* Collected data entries
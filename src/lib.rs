#![doc(html_root_url = "https://docs.rs/fiber-dom/0.1.0")]
#![warn(clippy::pedantic)]
#![allow(clippy::module_name_repetitions)]

//! An incremental fiber reconciler with hooks.
//!
//! Declarative [`Element`] trees are diffed by position against a persistent fiber tree, one fiber per unit of work,
//! so rendering can be spread over many short [`Renderer::tick`]s. Once a generation is complete, the minimal set of
//! mutations is committed to a [`Host`] in one go.
//!
//! Function [`Component`]s keep state across renders through [`Hooks::use_state`] and run side effects after commit
//! through [`Hooks::use_effect`].
//!
//! [`testing::RecordingHost`] is an in-memory host for tests. With the `web` feature, [`web::DomHost`] renders into
//! the browser DOM and [`web::run_on_idle`] drives a [`Renderer`] from `requestIdleCallback`.

#[cfg(doctest)]
pub mod readme {
	doc_comment::doctest!("../README.md");
}

pub mod element;
pub mod fiber;
pub mod hooks;
pub mod host;
pub mod scheduler;
pub mod testing;

mod commit;
mod error;
mod immediate;
mod reconcile;

#[cfg(feature = "web")]
mod rc_hash_map;
#[cfg(feature = "web")]
pub mod web;

pub use element::{build, text, Component, Element, ElementType, Event, EventHandler, PropValue, Props, Style};
pub use error::RenderError;
pub use fiber::{EffectTag, FiberId};
pub use hooks::{Cleanup, Dep, Hooks, Setter};
pub use host::Host;
pub use immediate::render_immediate;
pub use scheduler::{Deadline, Progress, Renderer, UnitBudget, Unbounded};
#![cfg(all(target_arch = "wasm32", feature = "web"))]

use fiber_dom::{build, web::DomHost, Host, Props, Renderer, Style, UnitBudget};
use wasm_bindgen::JsCast;
use wasm_bindgen_test::{wasm_bindgen_test, wasm_bindgen_test_configure};
use web_sys::{window, HtmlElement};

wasm_bindgen_test_configure!(run_in_browser);

fn container(host: &mut DomHost) -> web_sys::Node {
	let container = host.create_element("div").unwrap();
	let body = window().unwrap().document().unwrap().body().unwrap();
	body.append_child(&container).unwrap();
	container
}

#[wasm_bindgen_test]
fn render_and_update() {
	let _ = tracing_wasm::try_set_as_global_default();

	let mut host = DomHost::for_window().unwrap();
	let container = container(&mut host);
	let mut renderer = Renderer::new(host);

	renderer.render(
		build("p", Props::new().with("id", "fiber-dom-render").with("style", Style::new().with("fontWeight", "bold")), "Hello fiber-dom!"),
		container.clone(),
	);
	while renderer.tick(UnitBudget(1)).unwrap() != fiber_dom::Progress::Committed {}

	let p: HtmlElement = container.first_child().unwrap().dyn_into().unwrap();
	assert_eq!(p.id(), "fiber-dom-render");
	assert_eq!(p.text_content().as_deref(), Some("Hello fiber-dom!"));
	assert_eq!(p.style().get_property_value("font-weight").unwrap(), "bold");

	renderer.render(build("p", Props::new(), "Bye."), container.clone());
	renderer.flush().unwrap();
	let same: HtmlElement = container.first_child().unwrap().dyn_into().unwrap();
	assert_eq!(same, p);
	assert_eq!(p.id(), "");
	assert_eq!(p.text_content().as_deref(), Some("Bye."));

	renderer.render(build("span", Props::new(), ()), container.clone());
	renderer.flush().unwrap();
	assert_eq!(container.child_nodes().length(), 1);
	assert_eq!(container.first_child().unwrap().node_name(), "SPAN");
}

#[wasm_bindgen_test]
fn immediate() {
	let mut host = DomHost::for_window().unwrap();
	let container = container(&mut host);
	fiber_dom::render_immediate(&mut host, &build("ul", Props::new(), [build("li", Props::new(), 1), build("li", Props::new(), 2)]), &container).unwrap();
	assert_eq!(container.text_content().as_deref(), Some("12"));
}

* Exercise
No line may be altered or left out when the data is written out.

* Task answer
filename src/lib.rs
#![doc(html_root_url = "https://docs.rs/fiber-dom/0.1.0")]
#![warn(clippy::pedantic)]
#![allow(clippy::module_name_repetitions)]

//! An incremental fiber reconciler with hooks.
//!
//! Declarative [`Element`] trees are diffed by position against a persistent fiber tree, one fiber per unit of work,
//! so rendering can be spread over many short [`Renderer::tick`]s. Once a generation is complete, the minimal set of
//! mutations is committed to a [`Host`] in one go.
//!
//! Function [`Component`]s keep state across renders through [`Hooks::use_state`] and run side effects after commit
//! through [`Hooks::use_effect`].
//!
//! [`testing::RecordingHost`] is an in-memory host for tests. With the `web` feature, [`web::DomHost`] renders into
//! the browser DOM and [`web::run_on_idle`] drives a [`Renderer`] from `requestIdleCallback`.

#[cfg(doctest)]
pub mod readme {
	doc_comment::doctest!("../README.md");
}

pub mod element;
pub mod fiber;
pub mod hooks;
pub mod host;
pub mod scheduler;
pub mod testing;

mod commit;
mod error;
mod immediate;
mod reconcile;

#[cfg(feature = "web")]
mod rc_hash_map;
#[cfg(feature = "web")]
pub mod web;

pub use element::{build, text, Component, Element, ElementType, Event, EventHandler, PropValue, Props, Style};
pub use error::RenderError;
pub use fiber::{EffectTag, FiberId};
pub use hooks::{Cleanup, Dep, Hooks, Setter};
pub use host::Host;
pub use immediate::render_immediate;
pub use scheduler::{Deadline, Progress, Renderer, UnitBudget, Unbounded};
#![cfg(all(target_arch = "wasm32", feature = "web"))]

use fiber_dom::{build, web::DomHost, Host, Props, Renderer, Style, UnitBudget};
use wasm_bindgen::JsCast;
use wasm_bindgen_test::{wasm_bindgen_test, wasm_bindgen_test_configure};
use web_sys::{window, HtmlElement};

wasm_bindgen_test_configure!(run_in_browser);

fn container(host: &mut DomHost) -> web_sys::Node {
	let container = host.create_element("div").unwrap();
	let body = window().unwrap().document().unwrap().body().unwrap();
	body.append_child(&container).unwrap();
	container
}

#[wasm_bindgen_test]
fn render_and_update() {
	let _ = tracing_wasm::try_set_as_global_default();

	let mut host = DomHost::for_window().unwrap();
	let container = container(&mut host);
	let mut renderer = Renderer::new(host);

	renderer.render(
		build("p", Props::new().with("id", "fiber-dom-render").with("style", Style::new().with("fontWeight", "bold")), "Hello fiber-dom!"),
		container.clone(),
	);
	while renderer.tick(UnitBudget(1)).unwrap() != fiber_dom::Progress::Committed {}

	let p: HtmlElement = container.first_child().unwrap().dyn_into().unwrap();
	assert_eq!(p.id(), "fiber-dom-render");
	assert_eq!(p.text_content().as_deref(), Some("Hello fiber-dom!"));
	assert_eq!(p.style().get_property_value("font-weight").unwrap(), "bold");

	renderer.render(build("p", Props::new(), "Bye."), container.clone());
	renderer.flush().unwrap();
	let same: HtmlElement = container.first_child().unwrap().dyn_into().unwrap();
	assert_eq!(same, p);
	assert_eq!(p.id(), "");
	assert_eq!(p.text_content().as_deref(), Some("Bye."));

	renderer.render(build("span", Props::new(), ()), container.clone());
	renderer.flush().unwrap();
	assert_eq!(container.child_nodes().length(), 1);
	assert_eq!(container.first_child().unwrap().node_name(), "SPAN");
}

#[wasm_bindgen_test]
fn immediate() {
	let mut host = DomHost::for_window().unwrap();
	let container = container(&mut host);
	fiber_dom::render_immediate(&mut host, &build("ul", Props::new(), [build("li", Props::new(), 1), build("li", Props::new(), 2)]), &container).unwrap();
	assert_eq!(container.text_content().as_deref(), Some("12"));
}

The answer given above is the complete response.